PRM tracks one extra tensor per parameter tensor: an exponential moving average of centered minibatch gradient variance. For each scalar parameter $k$, it asks whether the batch-mean gradient is larger than the leave-one-out noise estimate:

$$ \mu_k^2 > \alpha \sigma_k^2 $$

Parameters that pass get the Adam update. Parameters that fail get shrunk or zeroed, depending on the mask. On the fresh-batch boundary, $\alpha = 1$ and the streaming variance estimates the leave-one-out penalty $\Sigma_B / (b - 1)$.

Install

uv pip install -e .
uv sync --extra test

PRM requires torch>=2.0.

Quick start

from popriskmin import PRM

optimizer = PRM(
    model.parameters(),
    lr=3e-4,
    weight_decay=0.01,
    softness=1.0,
    batch_size=32,
)

for batch in loader:
    optimizer.zero_grad()
    loss = loss_fn(model(batch.x), batch.y)
    loss.backward()
    optimizer.step()

Useful options:

PRM(model.parameters(), mask="snr")         # default, smooth SNR mask
PRM(model.parameters(), mask="soft")        # strict Algorithm 1 cutoff
PRM(model.parameters(), mask="hard")        # 0/1 theorem mask
PRM(model.parameters(), reduction="per_tensor")

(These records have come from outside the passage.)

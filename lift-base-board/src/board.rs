//! Lift controller base board driver.
//!
//! The base board sits on I2C and exposes a watchdog, a real-time clock,
//! LEDs, buttons, supply sensing, DIP switches and four serial relay
//! buffers. Every operation is one transaction on the bus:
//!
//! ```text
//! write: [opcode][payload: N bytes]
//! read:  [echo  ][payload: N bytes]
//! ```
//!
//! The request and response payloads always have the same length. Read-type
//! commands send zeros as a placeholder for the bytes they expect back.
//! Multi-byte fields are big-endian; temperatures and voltages are in
//! tenths, times are milliseconds since the Unix epoch.

use bitvec::prelude::*;
use rand::RngCore;
use time::{Duration, OffsetDateTime};

#[cfg(target_os = "linux")]
use rand::{rngs::StdRng, SeedableRng};

use crate::command::Command;
use crate::error::{Error, Result};
use crate::hw_trait::I2c;
use crate::tracing::prelude::*;

#[cfg(target_os = "linux")]
use crate::{config::BoardConfig, transport::LinuxI2c};

/// Temperature readings in degrees Celsius.
#[derive(Debug, Clone, Copy, PartialEq)]
pub struct Temperatures {
    pub ambient: f32,
    pub secondary: f32,
}

/// Raw DIP switch bank as reported by the board.
#[derive(Debug, Clone, Copy, PartialEq, Eq)]
pub struct DipSwitchState([u8; 3]);

impl DipSwitchState {
    /// Number of switch positions the board reports.
    pub const SWITCHES: usize = 24;

    pub fn raw(&self) -> [u8; 3] {
        self.0
    }

    /// State of switch `index`, counting LSB-first from the first byte.
    /// `None` past the last switch.
    pub fn is_on(&self, index: usize) -> Option<bool> {
        self.0.view_bits::<Lsb0>().get(index).map(|bit| *bit)
    }
}

/// Handle to one base board on one bus.
pub struct BaseBoard<I2C, R> {
    i2c: I2C,
    address: u16,
    rng: R,
}

#[cfg(target_os = "linux")]
impl BaseBoard<LinuxI2c, StdRng> {
    /// Open `bus` and bind to the board at `address`.
    pub fn open(bus: &str, address: u16) -> Result<Self> {
        let i2c = LinuxI2c::open(bus)?;
        info!("Base board at 0x{:02X} on {}", address, i2c.path().display());
        Ok(Self::new(i2c, address, StdRng::from_entropy()))
    }

    pub fn from_config(config: &BoardConfig) -> Result<Self> {
        Self::open(&config.bus, config.address)
    }
}

impl<I2C: I2c, R: RngCore> BaseBoard<I2C, R> {
    /// Create a handle over an already open bus.
    ///
    /// `rng` supplies the nonce for [`ping`](Self::ping).
    pub fn new(i2c: I2C, address: u16, rng: R) -> Self {
        Self { i2c, address, rng }
    }

    /// Bus address of the board.
    pub fn address(&self) -> u16 {
        self.address
    }

    /// Give the bus back.
    pub fn release(self) -> I2C {
        self.i2c
    }

    /// Check that the board answers.
    ///
    /// Sends a random 4-byte nonce; the board must not return it unchanged.
    pub fn ping(&mut self) -> Result<()> {
        let nonce = self.rng.next_u32().to_be_bytes();
        self.send_set_command(Command::Ping, &nonce)
    }

    /// Firmware version.
    pub fn get_version(&mut self) -> Result<u16> {
        let res = self.read_fixed(Command::GetVersion)?;
        Ok(u16::from_be_bytes(res))
    }

    pub fn get_temp(&mut self) -> Result<Temperatures> {
        let res: [u8; 4] = self.read_fixed(Command::GetTemp)?;
        Ok(Temperatures {
            ambient: tenths([res[0], res[1]]),
            secondary: tenths([res[2], res[3]]),
        })
    }

    /// Arm the watchdog for `secs` seconds.
    pub fn set_watchdog(&mut self, secs: u16) -> Result<()> {
        self.send_set_command(Command::SetWatchdog, &secs.to_be_bytes())?;
        debug!("Watchdog set to {}s", secs);
        Ok(())
    }

    /// Read the board clock.
    pub fn get_time(&mut self) -> Result<OffsetDateTime> {
        let ms = u32::from_be_bytes(self.read_fixed(Command::GetTime)?);
        Ok(OffsetDateTime::UNIX_EPOCH + Duration::milliseconds(ms.into()))
    }

    /// Set the board clock.
    ///
    /// The board keeps a 32-bit millisecond counter, so `t` is truncated to
    /// milliseconds and wrapped to 32 bits.
    pub fn set_time(&mut self, t: OffsetDateTime) -> Result<()> {
        let ms = (t.unix_timestamp_nanos() / 1_000_000) as u32;
        self.send_set_command(Command::SetTime, &ms.to_be_bytes())?;
        debug!("Board time set to {} ({} ms)", t, ms);
        Ok(())
    }

    pub fn set_led(&mut self, value: u8) -> Result<()> {
        self.send_set_command(Command::SetLed, &[value])?;
        debug!("LED set to 0x{:02X}", value);
        Ok(())
    }

    /// Poll the buttons.
    // TODO: return the button bits once the firmware documents their layout
    pub fn get_buttons(&mut self) -> Result<()> {
        self.send_set_command(Command::ReadButtons, &[0u8; 1])
    }

    /// Battery voltage in volts.
    pub fn get_battery_voltage(&mut self) -> Result<f32> {
        Ok(tenths(self.read_fixed(Command::ReadBatteryLevel)?))
    }

    /// Supply input voltage in volts.
    pub fn get_power_supply_voltage(&mut self) -> Result<f32> {
        Ok(tenths(self.read_fixed(Command::ReadVinLevel)?))
    }

    pub fn get_dip_switch_state(&mut self) -> Result<DipSwitchState> {
        Ok(DipSwitchState(self.read_fixed(Command::ReadDipSwitches)?))
    }

    /// Raw fill counters of the serial buffers.
    pub fn get_serial_buffer_count(&mut self) -> Result<[u8; 4]> {
        self.read_fixed(Command::BufferCount)
    }

    /// Read `count` bytes from serial buffer `id` (1..=4).
    pub fn get_serial_buffer_data(&mut self, id: u8, count: u8) -> Result<Vec<u8>> {
        let command = Command::read_buffer(id).ok_or(Error::SerialNotFound(id))?;
        self.send_command(command, &vec![0u8; count.into()])
    }

    /// Issue a write transaction of `count` bytes on serial buffer `id`
    /// (1..=4) and return the board's reply.
    ///
    /// The request payload is all zeros: there is no way yet to pass the
    /// bytes to be written.
    // TODO: take the outgoing bytes once the write-buffer payload format is known
    pub fn write_serial_buffer_data(&mut self, id: u8, count: u8) -> Result<Vec<u8>> {
        let command = Command::write_buffer(id).ok_or(Error::SerialNotFound(id))?;
        self.send_command(command, &vec![0u8; count.into()])
    }

    /// Send a command whose only result is success or failure.
    ///
    /// The board signals failure by returning the request payload unchanged,
    /// so an exact echo is reported as [`Error::RespondNotMatch`].
    pub fn send_set_command(&mut self, command: Command, data: &[u8]) -> Result<()> {
        let res = self.send_command(command, data)?;
        if res == data {
            warn!("{} response echoed request payload {:02X?}", command, data);
            return Err(Error::RespondNotMatch { command });
        }
        Ok(())
    }

    /// Run one transaction and return the response payload.
    ///
    /// Writes `[opcode] ++ data`, reads back the same number of bytes, and
    /// drops the first (echo) byte. Transport errors are passed through.
    pub fn send_command(&mut self, command: Command, data: &[u8]) -> Result<Vec<u8>> {
        let mut request = Vec::with_capacity(data.len() + 1);
        request.push(command.opcode());
        request.extend_from_slice(data);
        let mut response = vec![0u8; request.len()];

        trace!("{} tx {:02X?}", command, request);
        self.i2c.write_read(self.address, &request, &mut response)?;
        trace!("{} rx {:02X?}", command, response);

        if response[0] != command.opcode() {
            trace!(
                "{} echo byte 0x{:02X} differs from opcode 0x{:02X}",
                command,
                response[0],
                command.opcode()
            );
        }

        Ok(response.split_off(1))
    }

    /// Send `N` placeholder bytes for a fixed-size read and return the reply.
    fn read_fixed<const N: usize>(&mut self, command: Command) -> Result<[u8; N]> {
        debug_assert_eq!(command.payload_len(), Some(N));
        let res = self.send_command(command, &[0u8; N])?;
        let mut out = [0u8; N];
        out.copy_from_slice(&res);
        Ok(out)
    }
}

/// Decode a big-endian count of tenths.
fn tenths(raw: [u8; 2]) -> f32 {
    f32::from(u16::from_be_bytes(raw)) / 10.0
}
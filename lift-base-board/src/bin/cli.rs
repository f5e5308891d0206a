//! Command-line interface for the lift controller base board.
//!
//! Runs one board operation per invocation and prints the result.

use anyhow::{Context, Result};
use clap::{Parser, Subcommand};
use std::path::PathBuf;
use time::{format_description::well_known::Rfc3339, OffsetDateTime};

use lift_base_board::config::{BoardConfig, Config};
use lift_base_board::tracing::{self, prelude::*};
use lift_base_board::BaseBoard;

#[derive(Parser, Debug)]
#[command(name = "lift-base-board", version)]
#[command(about = "Query and control the lift controller base board")]
struct Args {
    /// TOML configuration file
    #[arg(short, long)]
    config: Option<PathBuf>,

    /// I2C bus (`/dev/i2c-1`, `i2c-1` or `1`)
    #[arg(short, long)]
    bus: Option<String>,

    /// Board address, decimal or 0x-prefixed hex
    #[arg(short, long, value_parser = parse_int::<u16>)]
    address: Option<u16>,

    #[command(subcommand)]
    command: Commands,
}

#[derive(Subcommand, Debug)]
enum Commands {
    /// Check that the board answers
    Ping,

    /// Show the firmware version
    Version,

    /// Show temperatures
    Temp,

    /// Arm the watchdog
    SetWatchdog {
        /// Timeout in seconds
        secs: u16,
    },

    /// Show the board clock
    Time,

    /// Set the board clock
    SetTime {
        /// Milliseconds since the Unix epoch; defaults to now
        unix_ms: Option<u64>,
    },

    /// Set the LEDs
    SetLed {
        #[arg(value_parser = parse_int::<u8>)]
        value: u8,
    },

    /// Poll the buttons
    Buttons,

    /// Show the battery voltage
    Battery,

    /// Show the supply input voltage
    Vin,

    /// Show the DIP switch bank
    DipSwitches,

    /// Show the raw serial buffer counters
    BufferCount,

    /// Read from a serial buffer
    ReadBuffer {
        /// Buffer id (1-4)
        id: u8,
        /// Number of bytes
        count: u8,
    },

    /// Issue a write transaction on a serial buffer
    WriteBuffer {
        /// Buffer id (1-4)
        id: u8,
        /// Number of bytes
        count: u8,
    },
}

/// Parse a decimal or `0x`-prefixed hex integer.
fn parse_int<T>(s: &str) -> Result<T, String>
where
    T: TryFrom<u64>,
{
    let value = match s.strip_prefix("0x").or_else(|| s.strip_prefix("0X")) {
        Some(hex) => u64::from_str_radix(hex, 16),
        None => s.parse::<u64>(),
    }
    .map_err(|e| format!("{s:?}: {e}"))?;
    T::try_from(value).map_err(|_| format!("{s:?}: out of range"))
}

fn main() -> Result<()> {
    let args = Args::parse();
    tracing::init_journald_or_stderr();

    let file = args
        .config
        .as_deref()
        .map(Config::load_from)
        .transpose()?;
    let config = BoardConfig::resolve(file, args.bus, args.address)
        .context("use --address or a config file")?;

    let mut board = BaseBoard::from_config(&config)
        .with_context(|| format!("opening base board on {}", config.bus))?;
    trace!("Running {:?}", args.command);

    match args.command {
        Commands::Ping => {
            board.ping()?;
            println!("ok");
        }
        Commands::Version => println!("{}", board.get_version()?),
        Commands::Temp => {
            let temps = board.get_temp()?;
            println!("ambient:   {:.1} °C", temps.ambient);
            println!("secondary: {:.1} °C", temps.secondary);
        }
        Commands::SetWatchdog { secs } => {
            board.set_watchdog(secs)?;
            println!("ok");
        }
        Commands::Time => println!("{}", board.get_time()?.format(&Rfc3339)?),
        Commands::SetTime { unix_ms } => {
            let t = match unix_ms {
                Some(ms) => {
                    OffsetDateTime::from_unix_timestamp_nanos(i128::from(ms) * 1_000_000)?
                }
                None => OffsetDateTime::now_utc(),
            };
            board.set_time(t)?;
            println!("{}", t.format(&Rfc3339)?);
        }
        Commands::SetLed { value } => {
            board.set_led(value)?;
            println!("ok");
        }
        Commands::Buttons => {
            board.get_buttons()?;
            println!("ok");
        }
        Commands::Battery => println!("{:.1} V", board.get_battery_voltage()?),
        Commands::Vin => println!("{:.1} V", board.get_power_supply_voltage()?),
        Commands::DipSwitches => {
            let state = board.get_dip_switch_state()?;
            let bits: String = (0..lift_base_board::board::DipSwitchState::SWITCHES)
                .map(|i| if state.is_on(i) == Some(true) { '1' } else { '0' })
                .collect();
            println!("{:02X?} {}", state.raw(), bits);
        }
        Commands::BufferCount => println!("{:02X?}", board.get_serial_buffer_count()?),
        Commands::ReadBuffer { id, count } => {
            println!("{:02X?}", board.get_serial_buffer_data(id, count)?)
        }
        Commands::WriteBuffer { id, count } => {
            println!("{:02X?}", board.write_serial_buffer_data(id, count)?)
        }
    }

    Ok(())
}
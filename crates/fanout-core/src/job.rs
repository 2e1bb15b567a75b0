//! Job parsing: turning a job's tokens into a [`WorkDescriptor`].
//!
//! Each token is classified in order:
//!
//! ```text
//!   -x / --xyz      rejected (dispatcher option, or a worker option in the wrong form)
//!   #...            comment: this token and the rest are ignored
//!   key=value       worker flag
//!   gm / gms        every catalog name
//!   <catalog hit>   catalog names equal to (or containing) the token
//!   <path/glob>     matching files, directories expanded recursively
//! ```
//!
//! A token matching none of these fails the whole job.

use std::fmt;

use fanout_glob::WalkerFs;
use thiserror::Error;

use crate::catalog::{CATALOG_SHORTCUTS, Catalog};
use crate::config::DISPATCHER_OPTIONS;
use crate::sources::{ExpandError, expand_sources};

/// A worker-binary flag from a `key=value` token.
#[derive(Debug, Clone, PartialEq, Eq, Hash)]
pub struct Flag {
    pub name: String,
    pub value: String,
}

impl Flag {
    pub fn new(name: impl Into<String>, value: impl Into<String>) -> Self {
        Self {
            name: name.into(),
            value: value.into(),
        }
    }

    /// Parse `key=value`. The token must hold exactly one `=` and a
    /// non-empty key; the value may be empty.
    pub fn parse(token: &str) -> Option<Self> {
        let (name, value) = token.split_once('=')?;
        if name.is_empty() || value.contains('=') {
            return None;
        }
        Some(Self::new(name, value))
    }

    /// Command-line switch: `-k` for one-character names, `--key` otherwise.
    pub fn switch(&self) -> String {
        if self.name.chars().count() == 1 {
            format!("-{}", self.name)
        } else {
            format!("--{}", self.name)
        }
    }

    /// The switch followed by the value, as two arguments.
    pub fn to_args(&self) -> [String; 2] {
        [self.switch(), self.value.clone()]
    }
}

impl fmt::Display for Flag {
    fn fmt(&self, f: &mut fmt::Formatter<'_>) -> fmt::Result {
        write!(f, "{} {}", self.switch(), self.value)
    }
}

/// The resolved form of one job.
#[derive(Debug, Clone, Default, PartialEq, Eq)]
pub struct WorkDescriptor {
    /// Source names and file paths, in token order.
    pub sources: Vec<String>,
    /// Worker flags, in token order.
    pub flags: Vec<Flag>,
}

impl WorkDescriptor {
    /// True when the job names no sources, which dispatches nothing.
    pub fn is_empty(&self) -> bool {
        self.sources.is_empty()
    }
}

/// Knobs for token classification.
#[derive(Debug, Clone, Copy, Default, PartialEq, Eq)]
pub struct ParseOptions {
    /// Catalog names must match tokens exactly instead of by substring.
    pub exact: bool,
}

/// Why a job was rejected.
#[derive(Debug, Error)]
pub enum ParseError {
    #[error("`{token}` is a dispatcher option; pass it before the worker binary, not inside a job")]
    DispatcherOption { token: String },

    #[error("`{token}` is not accepted here; pass worker options as `{suggestion}`")]
    WorkerOption { token: String, suggestion: String },

    #[error("don't understand `{token}`")]
    Unrecognized { token: String },

    #[error("cannot expand `{token}`: {source}")]
    Expand {
        token: String,
        #[source]
        source: ExpandError,
    },
}

/// Resolves job tokens against a catalog and a filesystem.
pub struct JobParser<'a, F: WalkerFs> {
    catalog: &'a Catalog,
    fs: &'a F,
    options: ParseOptions,
}

impl<'a, F: WalkerFs> JobParser<'a, F> {
    pub fn new(catalog: &'a Catalog, fs: &'a F) -> Self {
        Self {
            catalog,
            fs,
            options: ParseOptions::default(),
        }
    }

    pub fn with_options(mut self, options: ParseOptions) -> Self {
        self.options = options;
        self
    }

    /// Parse one job. Empty tokens are skipped.
    #[tracing::instrument(level = "trace", skip_all, fields(tokens = tokens.len()))]
    pub async fn parse<S: AsRef<str>>(&self, tokens: &[S]) -> Result<WorkDescriptor, ParseError> {
        let mut work = WorkDescriptor::default();

        for token in tokens {
            let token = token.as_ref();
            if token.is_empty() {
                continue;
            }
            if token.starts_with('-') {
                return Err(reject_option(token));
            }
            if token.starts_with('#') {
                break;
            }
            if let Some(flag) = Flag::parse(token) {
                work.flags.push(flag);
                continue;
            }
            if CATALOG_SHORTCUTS.contains(&token) {
                work.sources.extend(self.catalog.names().iter().cloned());
                continue;
            }

            let before = work.sources.len();
            work.sources
                .extend(self.catalog.lookup(token, self.options.exact).cloned());
            if work.sources.len() > before {
                continue;
            }

            let files = expand_sources(self.fs, token)
                .await
                .map_err(|source| ParseError::Expand {
                    token: token.to_string(),
                    source,
                })?;
            if files.is_empty() {
                return Err(ParseError::Unrecognized {
                    token: token.to_string(),
                });
            }
            work.sources.extend(files);
        }

        tracing::trace!(
            sources = work.sources.len(),
            flags = work.flags.len(),
            "job parsed"
        );
        Ok(work)
    }
}

/// Build the error for a dash-prefixed token.
fn reject_option(token: &str) -> ParseError {
    let body = token.trim_start_matches('-');
    let (name, value) = match body.split_once('=') {
        Some((name, value)) => (name, Some(value)),
        None => (body, None),
    };

    if DISPATCHER_OPTIONS.contains(&name) {
        return ParseError::DispatcherOption {
            token: token.to_string(),
        };
    }

    let suggestion = match (name.is_empty(), value) {
        (true, _) => "key=value".to_string(),
        (false, Some(value)) if !value.is_empty() => format!("{name}={value}"),
        (false, _) => format!("{name}=<value>"),
    };
    ParseError::WorkerOption {
        token: token.to_string(),
        suggestion,
    }
}

#[cfg(test)]
mod tests {
    use super::*;

    #[test]
    fn flag_parse() {
        assert_eq!(Flag::parse("backend=cpu"), Some(Flag::new("backend", "cpu")));
        assert_eq!(Flag::parse("w="), Some(Flag::new("w", "")));
        assert_eq!(Flag::parse("=cpu"), None);
        assert_eq!(Flag::parse("a=b=c"), None);
        assert_eq!(Flag::parse("plain"), None);
    }

    #[test]
    fn flag_switch_width() {
        assert_eq!(Flag::new("b", "cpu").switch(), "-b");
        assert_eq!(Flag::new("backend", "cpu").switch(), "--backend");
        assert_eq!(Flag::new("w", "/tmp/out").to_args(), ["-w", "/tmp/out"]);
        assert_eq!(Flag::new("config", "8888").to_string(), "--config 8888");
    }

    #[test]
    fn dispatcher_options_are_recognized() {
        for token in ["-q", "--quiet", "-r", "--random=false", "--cpuLimit=4", "-g"] {
            assert!(
                matches!(reject_option(token), ParseError::DispatcherOption { .. }),
                "{token}"
            );
        }
    }

    #[test]
    fn worker_options_get_a_suggestion() {
        let ParseError::WorkerOption { suggestion, .. } = reject_option("--backend") else {
            panic!("expected worker option error");
        };
        assert_eq!(suggestion, "backend=<value>");

        let ParseError::WorkerOption { suggestion, .. } = reject_option("--backend=gl") else {
            panic!("expected worker option error");
        };
        assert_eq!(suggestion, "backend=gl");

        let ParseError::WorkerOption { suggestion, .. } = reject_option("--") else {
            panic!("expected worker option error");
        };
        assert_eq!(suggestion, "key=value");
    }

    #[test]
    fn unrecognized_message() {
        let err = ParseError::Unrecognized {
            token: "nope".into(),
        };
        assert_eq!(err.to_string(), "don't understand `nope`");
    }
}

Use reduction="per_tensor" when each scalar parameter is noisy but the whole parameter tensor has a clear signal. This is often the more useful setting for large generative models, diffusion, and CFM-style training.

Masks

mask Formula Behavior
snr $\hat{m}^2 / (\hat{m}^2 + \lambda_p \alpha \hat{s} + \varepsilon)$ Default. Smooth, never fully shuts off. With softness=1, it gives $q = 1/2$ on the boundary.
soft $\max(\hat{m}^2 - \alpha \hat{s}, 0) / (\max(\hat{m}^2 - \alpha \hat{s}, 0) + \lambda_p \hat{s} + \varepsilon)$ Strict Algorithm 1 mask. Zero below the boundary.
hard $\mathbf{1}[\hat{m}^2 > \alpha \hat{s}]$ Binary indicator from Theorem 6.5. Mostly useful for ablations.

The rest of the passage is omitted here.